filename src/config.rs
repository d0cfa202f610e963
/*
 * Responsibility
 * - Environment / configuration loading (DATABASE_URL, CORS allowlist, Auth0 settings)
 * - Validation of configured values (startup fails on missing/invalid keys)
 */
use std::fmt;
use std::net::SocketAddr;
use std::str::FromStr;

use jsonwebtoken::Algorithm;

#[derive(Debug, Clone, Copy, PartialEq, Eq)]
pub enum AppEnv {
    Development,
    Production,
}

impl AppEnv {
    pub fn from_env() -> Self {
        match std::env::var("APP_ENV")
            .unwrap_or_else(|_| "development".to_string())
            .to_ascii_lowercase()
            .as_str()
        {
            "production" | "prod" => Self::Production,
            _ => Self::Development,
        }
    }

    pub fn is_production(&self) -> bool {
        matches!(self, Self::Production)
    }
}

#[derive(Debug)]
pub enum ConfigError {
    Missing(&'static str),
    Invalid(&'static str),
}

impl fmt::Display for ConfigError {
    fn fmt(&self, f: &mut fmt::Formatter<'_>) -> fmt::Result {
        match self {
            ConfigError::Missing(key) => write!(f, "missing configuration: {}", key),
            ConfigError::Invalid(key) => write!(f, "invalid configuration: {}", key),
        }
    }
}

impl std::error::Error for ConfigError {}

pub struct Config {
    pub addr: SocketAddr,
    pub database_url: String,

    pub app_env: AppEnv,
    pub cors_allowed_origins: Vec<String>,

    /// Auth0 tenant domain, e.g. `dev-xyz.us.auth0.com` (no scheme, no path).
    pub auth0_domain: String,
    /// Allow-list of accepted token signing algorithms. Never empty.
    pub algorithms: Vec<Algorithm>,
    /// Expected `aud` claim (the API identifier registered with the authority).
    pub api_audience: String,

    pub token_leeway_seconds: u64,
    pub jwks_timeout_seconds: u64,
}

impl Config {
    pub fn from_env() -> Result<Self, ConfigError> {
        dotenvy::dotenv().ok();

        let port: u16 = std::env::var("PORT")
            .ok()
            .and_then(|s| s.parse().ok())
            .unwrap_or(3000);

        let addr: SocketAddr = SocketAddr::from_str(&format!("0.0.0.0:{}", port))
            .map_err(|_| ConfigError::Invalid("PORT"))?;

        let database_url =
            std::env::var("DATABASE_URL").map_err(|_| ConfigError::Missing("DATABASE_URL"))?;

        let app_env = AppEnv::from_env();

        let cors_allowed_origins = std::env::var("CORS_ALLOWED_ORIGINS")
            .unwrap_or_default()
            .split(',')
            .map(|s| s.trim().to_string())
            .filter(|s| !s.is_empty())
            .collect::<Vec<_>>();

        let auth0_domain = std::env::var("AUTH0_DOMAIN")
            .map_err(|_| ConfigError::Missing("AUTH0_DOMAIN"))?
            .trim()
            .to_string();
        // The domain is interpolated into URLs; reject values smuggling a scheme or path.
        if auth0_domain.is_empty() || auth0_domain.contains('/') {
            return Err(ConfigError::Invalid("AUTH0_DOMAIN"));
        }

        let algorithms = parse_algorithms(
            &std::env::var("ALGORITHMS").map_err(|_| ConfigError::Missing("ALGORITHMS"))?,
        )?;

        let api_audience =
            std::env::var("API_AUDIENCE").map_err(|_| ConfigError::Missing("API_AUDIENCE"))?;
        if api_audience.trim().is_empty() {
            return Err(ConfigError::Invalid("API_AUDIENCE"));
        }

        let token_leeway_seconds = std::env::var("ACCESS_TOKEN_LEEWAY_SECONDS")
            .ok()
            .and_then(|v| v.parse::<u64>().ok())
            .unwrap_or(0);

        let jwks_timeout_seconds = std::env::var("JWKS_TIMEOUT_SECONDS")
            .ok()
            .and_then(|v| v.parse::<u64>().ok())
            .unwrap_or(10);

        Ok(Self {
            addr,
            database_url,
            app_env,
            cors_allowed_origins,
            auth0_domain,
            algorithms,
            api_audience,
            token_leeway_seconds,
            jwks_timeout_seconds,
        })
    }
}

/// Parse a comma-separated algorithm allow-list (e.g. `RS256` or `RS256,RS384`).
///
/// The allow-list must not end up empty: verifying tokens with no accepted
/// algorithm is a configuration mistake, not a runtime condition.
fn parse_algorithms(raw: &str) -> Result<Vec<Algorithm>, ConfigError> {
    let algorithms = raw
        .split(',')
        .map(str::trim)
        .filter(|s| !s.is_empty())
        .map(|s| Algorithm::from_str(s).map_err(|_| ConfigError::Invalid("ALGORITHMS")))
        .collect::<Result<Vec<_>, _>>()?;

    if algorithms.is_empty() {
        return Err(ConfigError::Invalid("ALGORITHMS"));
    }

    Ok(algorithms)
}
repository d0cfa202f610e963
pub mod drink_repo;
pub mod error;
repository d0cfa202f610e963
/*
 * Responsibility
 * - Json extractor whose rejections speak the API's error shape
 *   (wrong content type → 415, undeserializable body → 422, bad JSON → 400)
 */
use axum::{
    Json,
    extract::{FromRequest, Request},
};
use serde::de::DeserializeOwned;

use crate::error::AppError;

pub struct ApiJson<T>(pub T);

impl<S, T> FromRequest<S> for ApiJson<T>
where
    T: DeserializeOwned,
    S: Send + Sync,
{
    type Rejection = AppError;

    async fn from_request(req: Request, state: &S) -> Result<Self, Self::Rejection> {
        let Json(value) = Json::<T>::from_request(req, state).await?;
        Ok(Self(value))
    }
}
──────────────────────────────
-- Task item --
Please repeat each entry exactly as written.

-- Response area --
filename src/config.rs
repository d0cfa202f610e963
/*
 * Responsibility
 * - Environment / configuration loading (DATABASE_URL, CORS allowlist, Auth0 settings)
 * - Validation of configured values (startup fails on missing/invalid keys)
 */
use std::fmt;
use std::net::SocketAddr;
use std::str::FromStr;

use jsonwebtoken::Algorithm;

#[derive(Debug, Clone, Copy, PartialEq, Eq)]
pub enum AppEnv {
    Development,
    Production,
}

impl AppEnv {
    pub fn from_env() -> Self {
        match std::env::var("APP_ENV")
            .unwrap_or_else(|_| "development".to_string())
            .to_ascii_lowercase()
            .as_str()
        {
            "production" | "prod" => Self::Production,
            _ => Self::Development,
        }
    }

    pub fn is_production(&self) -> bool {
        matches!(self, Self::Production)
    }
}

#[derive(Debug)]
pub enum ConfigError {
    Missing(&'static str),
    Invalid(&'static str),
}

impl fmt::Display for ConfigError {
    fn fmt(&self, f: &mut fmt::Formatter<'_>) -> fmt::Result {
        match self {
            ConfigError::Missing(key) => write!(f, "missing configuration: {}", key),
            ConfigError::Invalid(key) => write!(f, "invalid configuration: {}", key),
        }
    }
}

impl std::error::Error for ConfigError {}

pub struct Config {
    pub addr: SocketAddr,
    pub database_url: String,

    pub app_env: AppEnv,
    pub cors_allowed_origins: Vec<String>,

    /// Auth0 tenant domain, e.g. `dev-xyz.us.auth0.com` (no scheme, no path).
    pub auth0_domain: String,
    /// Allow-list of accepted token signing algorithms. Never empty.
    pub algorithms: Vec<Algorithm>,
    /// Expected `aud` claim (the API identifier registered with the authority).
    pub api_audience: String,

    pub token_leeway_seconds: u64,
    pub jwks_timeout_seconds: u64,
}

impl Config {
    pub fn from_env() -> Result<Self, ConfigError> {
        dotenvy::dotenv().ok();

        let port: u16 = std::env::var("PORT")
            .ok()
            .and_then(|s| s.parse().ok())
            .unwrap_or(3000);

        let addr: SocketAddr = SocketAddr::from_str(&format!("0.0.0.0:{}", port))
            .map_err(|_| ConfigError::Invalid("PORT"))?;

        let database_url =
            std::env::var("DATABASE_URL").map_err(|_| ConfigError::Missing("DATABASE_URL"))?;

        let app_env = AppEnv::from_env();

        let cors_allowed_origins = std::env::var("CORS_ALLOWED_ORIGINS")
            .unwrap_or_default()
            .split(',')
            .map(|s| s.trim().to_string())
            .filter(|s| !s.is_empty())
            .collect::<Vec<_>>();

        let auth0_domain = std::env::var("AUTH0_DOMAIN")
            .map_err(|_| ConfigError::Missing("AUTH0_DOMAIN"))?
            .trim()
            .to_string();
        // The domain is interpolated into URLs; reject values smuggling a scheme or path.
        if auth0_domain.is_empty() || auth0_domain.contains('/') {
            return Err(ConfigError::Invalid("AUTH0_DOMAIN"));
        }

        let algorithms = parse_algorithms(
            &std::env::var("ALGORITHMS").map_err(|_| ConfigError::Missing("ALGORITHMS"))?,
        )?;

        let api_audience =
            std::env::var("API_AUDIENCE").map_err(|_| ConfigError::Missing("API_AUDIENCE"))?;
        if api_audience.trim().is_empty() {
            return Err(ConfigError::Invalid("API_AUDIENCE"));
        }

        let token_leeway_seconds = std::env::var("ACCESS_TOKEN_LEEWAY_SECONDS")
            .ok()
            .and_then(|v| v.parse::<u64>().ok())
            .unwrap_or(0);

        let jwks_timeout_seconds = std::env::var("JWKS_TIMEOUT_SECONDS")
            .ok()
            .and_then(|v| v.parse::<u64>().ok())
            .unwrap_or(10);

        Ok(Self {
            addr,
            database_url,
            app_env,
            cors_allowed_origins,
            auth0_domain,
            algorithms,
            api_audience,
            token_leeway_seconds,
            jwks_timeout_seconds,
        })
    }
}

/// Parse a comma-separated algorithm allow-list (e.g. `RS256` or `RS256,RS384`).
///
/// The allow-list must not end up empty: verifying tokens with no accepted
/// algorithm is a configuration mistake, not a runtime condition.
fn parse_algorithms(raw: &str) -> Result<Vec<Algorithm>, ConfigError> {
    let algorithms = raw
        .split(',')
        .map(str::trim)
        .filter(|s| !s.is_empty())
        .map(|s| Algorithm::from_str(s).map_err(|_| ConfigError::Invalid("ALGORITHMS")))
        .collect::<Result<Vec<_>, _>>()?;

    if algorithms.is_empty() {
        return Err(ConfigError::Invalid("ALGORITHMS"));
    }

    Ok(algorithms)
}
repository d0cfa202f610e963
pub mod drink_repo;
pub mod error;
repository d0cfa202f610e963
/*
 * Responsibility
 * - Json extractor whose rejections speak the API's error shape
 *   (wrong content type → 415, undeserializable body → 422, bad JSON → 400)
 */
use axum::{
    Json,
    extract::{FromRequest, Request},
};
use serde::de::DeserializeOwned;

use crate::error::AppError;

pub struct ApiJson<T>(pub T);

impl<S, T> FromRequest<S> for ApiJson<T>
where
    T: DeserializeOwned,
    S: Send + Sync,
{
    type Rejection = AppError;

    async fn from_request(req: Request, state: &S) -> Result<Self, Self::Rejection> {
        let Json(value) = Json::<T>::from_request(req, state).await?;
        Ok(Self(value))
    }
}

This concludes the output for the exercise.